Medicare beneficiaries receiving care in a Pioneer accountable care organization (ACO) model saw smaller increases in total Medicare expenditures compared with those receiving care via the traditional Medicare fee-for-service (FFS) model in the first two years of the Pioneer model, according to a newly published study in JAMA. The Pioneer model resulted in an estimated savings of approximately $385 million, according to the authors, who are releasing their results to coincide with a Centers for Medicare & Medicaid Services (CMS) announcement about the performance of the Pioneer ACO model.
CMS launched the Pioneer ACO model and the Medicare Shared Savings Program in 2012 as alternative payment approaches to the FFS model. In the Pioneer model, physicians and healthcare organizations assume collective responsibility for the cost and quality outcomes of a specified population of Medicare beneficiaries. Those Pioneer ACOs that have annual spending levels that are lower than a projected level can receive a portion of the difference between their spending and the projection in the form of shared savings with CMS, depending on how they perform on a set of 33 quality measures.
In the JAMA study, Rahul Rajkumar, MD, JD, of CMS, and colleagues studied care and costs related to Pioneer and traditional FFS beneficiaries and found that decreases in inpatient utilization among ACO-aligned beneficiaries were responsible for much of the results. Greater decreases in primary care evaluation and management office visits, and smaller increases in the use of tests, procedures and imaging services also played roles. No difference existed in all-cause readmissions within 30 days of discharge, but follow-up visits after hospital discharge increased more for ACO-aligned beneficiaries.

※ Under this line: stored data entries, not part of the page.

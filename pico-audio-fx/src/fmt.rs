//! Logging shims.
//!
//! With the `defmt` feature these forward to the matching `defmt` macro.
//! Without it they evaluate nothing beyond borrowing their arguments, so
//! the audio path pays no cost for logging it does not use.
#![macro_use]
#![allow(unused_macros)]

macro_rules! trace {
    ($s:literal $(, $x:expr)* $(,)?) => {
        {
            #[cfg(feature = "defmt")]
            ::defmt::trace!($s $(, $x)*);
            #[cfg(not(feature = "defmt"))]
            let _ = ($( & $x ),*);
        }
    };
}

macro_rules! debug {
    ($s:literal $(, $x:expr)* $(,)?) => {
        {
            #[cfg(feature = "defmt")]
            ::defmt::debug!($s $(, $x)*);
            #[cfg(not(feature = "defmt"))]
            let _ = ($( & $x ),*);
        }
    };
}

macro_rules! info {
    ($s:literal $(, $x:expr)* $(,)?) => {
        {
            #[cfg(feature = "defmt")]
            ::defmt::info!($s $(, $x)*);
            #[cfg(not(feature = "defmt"))]
            let _ = ($( & $x ),*);
        }
    };
}

macro_rules! warn {
    ($s:literal $(, $x:expr)* $(,)?) => {
        {
            #[cfg(feature = "defmt")]
            ::defmt::warn!($s $(, $x)*);
            #[cfg(not(feature = "defmt"))]
            let _ = ($( & $x ),*);
        }
    };
}
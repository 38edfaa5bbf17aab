//! Old-to-new category mappings read from a matching file.
//!
//! A matching file is `;`-delimited. Its first row names the old and new
//! schema in the first and third column; every other row reads
//! `old;old label;new;new label`:
//!
//! ```text
//! LIWC2007;;LIWC2015;
//! 1;Funct;1;Function words
//! 12;Posemo;31;Posemo
//! ;;40;Netspeak
//! 22;Swear;;
//! ```
//!
//! An empty old id declares a new category without counterpart, an empty new
//! id retires an old category. Many rows may share ids on either side.

use std::collections::BTreeMap;
use std::fs;
use std::path::Path;

use log::{debug, info};

use crate::config::ChangeFileConfig;
use crate::dictionary::{CategoryId, Dictionary};
use crate::error::{LiwcError, Result};
use crate::util::delimited;

/// Many-to-many correspondence between two category schemas.
#[derive(Clone, Debug, Default, PartialEq, Eq)]
pub struct SchemaMatcher {
    name: String,
    old_schema: String,
    new_schema: String,
    /// Old category to its new counterparts; empty when retired.
    old_to_new: BTreeMap<CategoryId, Vec<CategoryId>>,
    /// New category to its old counterparts; empty when new.
    new_to_old: BTreeMap<CategoryId, Vec<CategoryId>>,
    new_labels: BTreeMap<CategoryId, String>,
}

impl SchemaMatcher {
    /// Parse matching-file text.
    pub fn parse<S: Into<String>>(name: S, text: &str) -> Result<Self> {
        Self::parse_with(name, text, &ChangeFileConfig::default())
    }

    /// Parse matching-file text with a custom delimiter.
    pub fn parse_with<S: Into<String>>(
        name: S,
        text: &str,
        config: &ChangeFileConfig,
    ) -> Result<Self> {
        let mut rows = delimited::read_rows(text, config)?.into_iter();
        let header = rows
            .next()
            .ok_or_else(|| LiwcError::schema_header("matching file is empty"))?;

        let mut matcher = SchemaMatcher {
            name: name.into(),
            old_schema: header.field(0).trim().to_string(),
            new_schema: header.field(2).trim().to_string(),
            ..Default::default()
        };

        for row in rows.filter(|row| !row.is_blank()) {
            let old = row.field(0).trim();
            let new = row.field(2).trim();
            match (old.is_empty(), new.is_empty()) {
                (true, true) => {
                    debug!("Skipping matching row {} without ids", row.line_number);
                }
                (true, false) => {
                    matcher.add_category(CategoryId::parse(new)?, row.field(3).trim());
                }
                (false, true) => {
                    matcher.old_to_new.entry(CategoryId::parse(old)?).or_default();
                }
                (false, false) => {
                    let (old, new) = (CategoryId::parse(old)?, CategoryId::parse(new)?);
                    matcher
                        .new_labels
                        .insert(new, row.field(3).trim().to_string());
                    matcher.old_to_new.entry(old).or_default().push(new);
                    matcher.new_to_old.entry(new).or_default().push(old);
                }
            }
        }

        info!(
            "Read matching file {}: {} old and {} new categories",
            matcher.name,
            matcher.old_to_new.len(),
            matcher.new_to_old.len()
        );
        Ok(matcher)
    }

    /// Read a matching file.
    pub fn load<P: AsRef<Path>>(path: P, config: &ChangeFileConfig) -> Result<Self> {
        let path = path.as_ref();
        let text = fs::read_to_string(path)?;
        Self::parse_with(path.display().to_string(), &text, config)
    }

    /// Register a new category without an old counterpart.
    pub fn add_category<S: Into<String>>(&mut self, id: CategoryId, label: S) {
        self.new_labels.insert(id, label.into());
        self.new_to_old.entry(id).or_default();
    }

    /// Source name of the matching file.
    pub fn name(&self) -> &str {
        &self.name
    }

    /// Name of the old schema.
    pub fn old_schema(&self) -> &str {
        &self.old_schema
    }

    /// Name of the new schema.
    pub fn new_schema(&self) -> &str {
        &self.new_schema
    }

    /// New counterparts of an old category; empty when retired or unlisted.
    pub fn new_counterparts(&self, old: CategoryId) -> &[CategoryId] {
        self.old_to_new.get(&old).map(Vec::as_slice).unwrap_or(&[])
    }

    /// Old counterparts of a new category; empty for new categories.
    pub fn old_counterparts(&self, new: CategoryId) -> &[CategoryId] {
        self.new_to_old.get(&new).map(Vec::as_slice).unwrap_or(&[])
    }

    /// Every new category with its label, in id order.
    pub fn new_categories(&self) -> impl Iterator<Item = (CategoryId, &str)> + '_ {
        self.new_to_old.keys().map(|&id| {
            let label = self.new_labels.get(&id).map(String::as_str).unwrap_or("");
            (id, label)
        })
    }

    /// Build a dictionary in the new schema from one in the old schema.
    ///
    /// Every new category is created, then each old category with at least one
    /// counterpart has all of its words copied into every counterpart.
    pub fn convert(&self, old: &Dictionary) -> Result<Dictionary> {
        let mut converted = Dictionary::new();
        for (id, label) in self.new_categories() {
            converted.add_category(id, label);
        }

        for (id, category) in old.store().iter() {
            let counterparts = self.new_counterparts(id);
            if counterparts.is_empty() {
                debug!("Category {id} ({}) has no counterpart", category.label);
                continue;
            }
            for &target in counterparts {
                converted.store_mut().union_words(target, &category.words)?;
            }
        }
        converted.restore_word_set();

        info!(
            "Converted {} from {} to {}: {} words in {} categories",
            old.name(),
            self.old_schema,
            self.new_schema,
            converted.word_set().len(),
            converted.store().len()
        );
        Ok(converted)
    }
}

Also, compared with other Medicare beneficiaries, ACO-aligned beneficiaries reported higher average scores for timely care and for clinician communication. “Despite decreases in spending growth, results from this study and previously reported data on Pioneer ACOs’ performance on clinical quality measures suggest it is possible to reduce expenditure growth while maintaining or improving quality in a FFS payment environment,” the authors write.
In an accompanying editorial, Lawrence P. Casalino, MD, PhD, of Weill Cornell Medical College, New York, notes that the savings realized is about four percent. “This amount may seem small, but if this rate of savings could be sustained, and achieved throughout a large part of the U.S. health care system, it would be more than enough to ‘bend the cost curve’ so that health care expenditures do not continue to increase as a percentage of the gross domestic product and the federal budget,” he writes.
It is possible, however, that early savings were realized through “relatively easy ways to control costs—and that the savings they generate will be much smaller, at best, in subsequent years. Alternatively, it may be that it will take time for ACOs to develop better processes to improve the care of their patients and that they will be able to continue to lower costs for years to come,” Casalino adds. The next five years will be telling as the number of ACO-like contracts between private insurers increases, he says.
In another editorial published with the study, Mark McClellan, MD, PhD, of The Brookings Institution, Washington, DC, writes: “Incorporating evaluations like this alongside the implementation of further ACO payment reforms would help ensure that many health care organizations do not end up in alternative payment models that are not improving care and also would provide more evidence that clinicians could use to succeed in ACOs.”